L'Asie du Sud-Est, à la différence de terres plus nordiques comme Taiwan,
la Corée du Sud ou même la Chine, ne s'est pas distinguée, en dehors des
Philippines, lors de la grande vague démocratique récente ; à l'inverse, le
désenchantement et la tentation de la réaction y sont sans doute moins forts
que dans d'autres zones. Voilà qui devrait, quelque peu paradoxalement,
susciter l'intérêt : il s'agit en effet d'une aire de très grand dynamisme
économique (même si certains pays, et plus encore de régions, restent à la
traîne).
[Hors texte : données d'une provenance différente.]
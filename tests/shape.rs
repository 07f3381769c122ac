mod common;

use terrasource::datasource::open;
use terrasource::{
    Datasource, Envelope, Error, Feature, Featureset, GeometryKind, Params, Query, Value,
};

fn world() -> Query {
    Query::new(Envelope::new(-180.0, -90.0, 180.0, 90.0))
}

fn collect(params: &Params, query: &Query) -> Vec<Feature> {
    let ds = open(params).unwrap();
    let mut fs = ds.features(query).unwrap();
    let mut out = Vec::new();
    while let Some(feature) = fs.next() {
        out.push(feature.unwrap());
    }
    out
}

fn shape_params(dir: &std::path::Path, stem: &str) -> Params {
    Params::new()
        .with("type", "shape")
        .with("file", dir.join(stem).to_str().unwrap())
}

#[test]
fn square_polygon_with_dbf_attribute() {
    let dir = tempfile::tempdir().unwrap();
    let square = vec![vec![
        (0.0, 0.0),
        (0.0, 1.0),
        (1.0, 1.0),
        (1.0, 0.0),
        (0.0, 0.0),
    ]];
    common::write_shapefile(
        dir.path(),
        "square",
        5,
        (0.0, 0.0, 1.0, 1.0),
        &[common::polygon_content(&square)],
        &[("NAME", b'C', 12, 0)],
        &[vec!["unit square"]],
    );

    let params = shape_params(dir.path(), "square");
    let ds = open(&params).unwrap();
    assert_eq!(ds.envelope(), Envelope::new(0.0, 0.0, 1.0, 1.0));
    assert_eq!(ds.descriptor().geometry_kind, Some(GeometryKind::Polygon));

    let features = collect(&params, &world());
    assert_eq!(features.len(), 1);
    assert_eq!(features[0].id(), 1);
    assert_eq!(features[0].envelope(), Envelope::new(0.0, 0.0, 1.0, 1.0));
    assert_eq!(
        features[0].get("NAME"),
        Some(&Value::Text("unit square".into()))
    );
}

#[test]
fn point_records_query_by_bbox_in_record_order() {
    let dir = tempfile::tempdir().unwrap();
    common::write_shapefile(
        dir.path(),
        "pts",
        1,
        (0.0, 0.0, 10.0, 10.0),
        &[
            common::point_content(0.0, 0.0),
            common::point_content(5.0, 5.0),
            common::point_content(10.0, 10.0),
        ],
        &[("ID", b'N', 4, 0)],
        &[vec!["10"], vec!["20"], vec!["30"]],
    );

    let params = shape_params(dir.path(), "pts");
    let all = collect(&params, &world());
    assert_eq!(all.len(), 3);
    assert_eq!(
        all.iter().map(|f| f.id()).collect::<Vec<_>>(),
        vec![1, 2, 3]
    );
    assert_eq!(all[1].get("ID"), Some(&Value::Integer(20)));

    let hits = collect(&params, &Query::new(Envelope::new(4.0, 4.0, 6.0, 6.0)));
    assert_eq!(hits.len(), 1);
    assert_eq!(hits[0].id(), 2);
}

#[test]
fn file_param_may_carry_the_extension() {
    let dir = tempfile::tempdir().unwrap();
    common::write_shapefile(
        dir.path(),
        "ext",
        1,
        (0.0, 0.0, 1.0, 1.0),
        &[common::point_content(0.5, 0.5)],
        &[("ID", b'N', 4, 0)],
        &[vec!["1"]],
    );
    let params = Params::new()
        .with("type", "shape")
        .with("file", dir.path().join("ext.shp").to_str().unwrap());
    assert_eq!(collect(&params, &world()).len(), 1);
}

#[test]
fn multipatch_is_rejected_at_open() {
    let dir = tempfile::tempdir().unwrap();
    common::write_shapefile(
        dir.path(),
        "patch",
        31,
        (0.0, 0.0, 1.0, 1.0),
        &[],
        &[("ID", b'N', 4, 0)],
        &[],
    );
    assert!(matches!(
        open(&shape_params(dir.path(), "patch")),
        Err(Error::UnsupportedGeometry(_))
    ));
}

#[test]
fn missing_dbf_is_no_such_file() {
    let dir = tempfile::tempdir().unwrap();
    std::fs::write(
        dir.path().join("lonely.shp"),
        common::shp_bytes(1, (0.0, 0.0, 1.0, 1.0), &[common::point_content(0.0, 0.0)]),
    )
    .unwrap();
    assert!(matches!(
        open(&shape_params(dir.path(), "lonely")),
        Err(Error::NoSuchFile(_))
    ));
}

#[test]
fn row_limit_applies_to_featuresets() {
    let dir = tempfile::tempdir().unwrap();
    common::write_shapefile(
        dir.path(),
        "lim",
        1,
        (0.0, 0.0, 10.0, 10.0),
        &[
            common::point_content(1.0, 1.0),
            common::point_content(2.0, 2.0),
            common::point_content(3.0, 3.0),
        ],
        &[("ID", b'N', 4, 0)],
        &[vec!["1"], vec!["2"], vec!["3"]],
    );
    let params = shape_params(dir.path(), "lim").with("row_limit", 2i64);
    assert_eq!(collect(&params, &world()).len(), 2);
}

#[test]
fn sidecar_index_serves_shape_queries() {
    let dir = tempfile::tempdir().unwrap();
    common::write_shapefile(
        dir.path(),
        "idx",
        1,
        (0.0, 0.0, 10.0, 10.0),
        &[
            common::point_content(1.0, 1.0),
            common::point_content(9.0, 9.0),
        ],
        &[("ID", b'N', 4, 0)],
        &[vec!["1"], vec!["2"]],
    );

    // Offsets mirror the sequential record layout after the 100-byte header.
    let content_len = common::point_content(1.0, 1.0).len() as u64;
    let mut tree = terrasource::index::QuadTree::new(Envelope::new(0.0f32, 0.0, 10.0, 10.0));
    tree.insert(terrasource::index::IndexRecord {
        offset: 100,
        size: 8 + content_len,
        envelope: Envelope::new(1.0, 1.0, 1.0, 1.0),
    });
    tree.insert(terrasource::index::IndexRecord {
        offset: 100 + 8 + content_len,
        size: 8 + content_len,
        envelope: Envelope::new(9.0, 9.0, 9.0, 9.0),
    });
    tree.trim();
    let index_path = dir.path().join("idx.index");
    let mut file = std::fs::File::create(index_path).unwrap();
    tree.write(&mut file).unwrap();

    let params = shape_params(dir.path(), "idx");
    let hits = collect(&params, &Query::new(Envelope::new(8.0, 8.0, 10.0, 10.0)));
    assert_eq!(hits.len(), 1);
    assert_eq!(hits[0].id(), 2);
    assert_eq!(hits[0].get("ID"), Some(&Value::Integer(2)));
}
use std::io::{self, Write};
use std::path::Path;

use byteorder::{ByteOrder, LittleEndian};

use super::{IndexRecord, Node, QuadTree};
use crate::envelope::Envelope;
use crate::error::{Error, Result};
use crate::source::ByteSource;

const MAGIC: [u8; 4] = *b"TSIX";
const VERSION: u32 = 1;

// Per-node layout: sibling-skip u32, envelope 4xf32, item count u32,
// then the items (offset u64, size u64, envelope 4xf32), child count u32,
// and the child nodes depth-first. Everything little-endian.
const NODE_HEADER: usize = 4 + 16 + 4;
const ITEM_SIZE: usize = 8 + 8 + 16;

// Structural backstop while walking untrusted files.
const MAX_NODE_DEPTH: usize = 64;

impl QuadTree {
    /// Serializes the tree in the sidecar index format.
    pub fn write<W: Write>(&self, writer: &mut W) -> io::Result<()> {
        writer.write_all(&self.to_bytes())
    }

    pub fn to_bytes(&self) -> Vec<u8> {
        let mut buf = Vec::new();
        buf.extend_from_slice(&MAGIC);
        buf.extend_from_slice(&VERSION.to_le_bytes());
        write_node(&self.root, &mut buf);
        buf
    }
}

fn write_envelope(envelope: &Envelope<f32>, buf: &mut Vec<u8>) {
    for v in [
        envelope.min_x,
        envelope.min_y,
        envelope.max_x,
        envelope.max_y,
    ] {
        buf.extend_from_slice(&v.to_le_bytes());
    }
}

fn write_node(node: &Node, buf: &mut Vec<u8>) {
    let skip_at = buf.len();
    buf.extend_from_slice(&0u32.to_le_bytes());
    write_envelope(&node.envelope, buf);
    buf.extend_from_slice(&(node.items.len() as u32).to_le_bytes());
    for item in &node.items {
        buf.extend_from_slice(&item.offset.to_le_bytes());
        buf.extend_from_slice(&item.size.to_le_bytes());
        write_envelope(&item.envelope, buf);
    }
    buf.extend_from_slice(&(node.live_children() as u32).to_le_bytes());
    for child in node.children.iter().flatten() {
        write_node(child, buf);
    }
    // The sibling skip counts from just past its own field to the end of
    // this subtree, letting readers hop disjoint branches without parsing.
    let skip = (buf.len() - (skip_at + 4)) as u32;
    buf[skip_at..skip_at + 4].copy_from_slice(&skip.to_le_bytes());
}

/// A serialized quadtree queried in place. Only the nodes whose envelopes
/// intersect the query are ever read, so multi-gigabyte indexes are walked
/// with a bounded working set.
pub struct IndexFile {
    source: ByteSource,
}

impl IndexFile {
    pub fn open(path: &Path) -> Result<Self> {
        let source = ByteSource::open(path).map_err(|err| match err {
            Error::NoSuchFile(p) => Error::NoSuchFile(p),
            other => Error::CorruptIndex(other.to_string()),
        })?;
        IndexFile::from_source(source)
    }

    pub fn from_source(source: ByteSource) -> Result<Self> {
        if source.len() < (8 + NODE_HEADER + 4) as u64 {
            return Err(Error::CorruptIndex("file too short".into()));
        }
        let head = source
            .read(0, 8)
            .map_err(|err| Error::CorruptIndex(err.to_string()))?;
        if head[0..4] != MAGIC {
            return Err(Error::CorruptIndex("bad magic".into()));
        }
        let version = LittleEndian::read_u32(&head[4..8]);
        if version != VERSION {
            return Err(Error::CorruptIndex(format!(
                "unsupported version {version}"
            )));
        }
        // The root's sibling skip spans the whole tree, so a partial tail
        // (or trailing garbage) is detectable before any query runs.
        let root = source
            .read(8, 4)
            .map_err(|err| Error::CorruptIndex(err.to_string()))?;
        let expected = 8 + 4 + LittleEndian::read_u32(&root[0..4]) as u64;
        if expected != source.len() {
            return Err(Error::CorruptIndex(format!(
                "expected {expected} bytes, file has {}",
                source.len()
            )));
        }
        Ok(IndexFile { source })
    }

    /// The root node's envelope, i.e. the extent the index was built over.
    pub fn bounds(&self) -> Result<Envelope<f32>> {
        let bytes = self
            .source
            .read(8 + 4, 16)
            .map_err(|err| Error::CorruptIndex(err.to_string()))?;
        Ok(read_envelope(&bytes))
    }

    pub fn query(&self, bbox: &Envelope<f64>) -> Result<Vec<IndexRecord>> {
        let mut found = Vec::new();
        let end = self.query_node(8, bbox, &mut found, 0)?;
        if end > self.source.len() {
            return Err(Error::CorruptIndex("truncated tail".into()));
        }
        Ok(found)
    }

    fn query_node(
        &self,
        pos: u64,
        bbox: &Envelope<f64>,
        found: &mut Vec<IndexRecord>,
        depth: usize,
    ) -> Result<u64> {
        if depth > MAX_NODE_DEPTH {
            return Err(Error::CorruptIndex("node nesting too deep".into()));
        }
        let header = self
            .source
            .read(pos, NODE_HEADER)
            .map_err(|err| Error::CorruptIndex(err.to_string()))?;
        let skip = LittleEndian::read_u32(&header[0..4]) as u64;
        let subtree_end = pos + 4 + skip;
        if subtree_end > self.source.len() {
            return Err(Error::CorruptIndex("truncated subtree".into()));
        }
        let envelope = read_envelope(&header[4..20]);
        if !envelope.to_f64().intersects(bbox) {
            return Ok(subtree_end);
        }
        let item_count = LittleEndian::read_u32(&header[20..24]) as usize;
        let items_len = item_count * ITEM_SIZE;
        let items = self
            .source
            .read(pos + NODE_HEADER as u64, items_len)
            .map_err(|err| Error::CorruptIndex(err.to_string()))?;
        for chunk in items.chunks_exact(ITEM_SIZE) {
            let record = IndexRecord {
                offset: LittleEndian::read_u64(&chunk[0..8]),
                size: LittleEndian::read_u64(&chunk[8..16]),
                envelope: read_envelope(&chunk[16..32]),
            };
            if record.envelope.to_f64().intersects(bbox) {
                found.push(record);
            }
        }
        let children_at = pos + (NODE_HEADER + items_len) as u64;
        let count_bytes = self
            .source
            .read(children_at, 4)
            .map_err(|err| Error::CorruptIndex(err.to_string()))?;
        let child_count = LittleEndian::read_u32(&count_bytes) as u64;
        let mut child_pos = children_at + 4;
        for _ in 0..child_count {
            if child_pos >= subtree_end {
                return Err(Error::CorruptIndex("child overruns subtree".into()));
            }
            child_pos = self.query_node(child_pos, bbox, found, depth + 1)?;
        }
        if child_pos != subtree_end {
            return Err(Error::CorruptIndex("subtree length mismatch".into()));
        }
        Ok(subtree_end)
    }
}

/// Path of the sidecar index belonging to `path` (`<file>.index`).
pub fn sidecar_path(path: &Path) -> std::path::PathBuf {
    let mut name = path.as_os_str().to_os_string();
    name.push(".index");
    std::path::PathBuf::from(name)
}

/// Opens the sidecar index next to a source file, if any. An unreadable
/// index is fatal under strict; otherwise it is logged and the caller falls
/// back to its own scan.
pub fn open_sidecar(path: &Path, strict: bool) -> Result<Option<IndexFile>> {
    let index_path = sidecar_path(path);
    if !index_path.exists() {
        return Ok(None);
    }
    match IndexFile::open(&index_path) {
        Ok(file) => Ok(Some(file)),
        Err(err) if strict => Err(err),
        Err(err) => {
            log::warn!(
                "ignoring unreadable sidecar index {}: {err}",
                index_path.display()
            );
            Ok(None)
        }
    }
}

fn read_envelope(bytes: &[u8]) -> Envelope<f32> {
    Envelope {
        min_x: LittleEndian::read_f32(&bytes[0..4]),
        min_y: LittleEndian::read_f32(&bytes[4..8]),
        max_x: LittleEndian::read_f32(&bytes[8..12]),
        max_y: LittleEndian::read_f32(&bytes[12..16]),
    }
}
On a aussi là l'un des microcosmes les plus vraisemblables de la
planète : quelques-uns des derniers communismes à côté de certaines des
plus belles jungles capitalistes, toutes les traditions religieuses et coloniales,
des armées envahissantes et des jeux politiques florentins, des partis-Etats
et un Etat-parti, d'encore pauvres et de déjà riches. Le laboratoire n'est pas
mauvais, pour qui veut tester un certain nombre d'hypothèses élaborées
ailleurs, et sortir des lieux sempiternels sur lesquels se fixe le regard des
Européens. On procédera à cette vérification (quelque peu cavalièrement,
mais le diagnostic n'est pas trop difficile à établir), puis on s'interrogera sur
les ambiguïtés et les difficultés de la démocratisation de pays en développe
ment rapide.
De l'autoritarisme à l'essor économique ?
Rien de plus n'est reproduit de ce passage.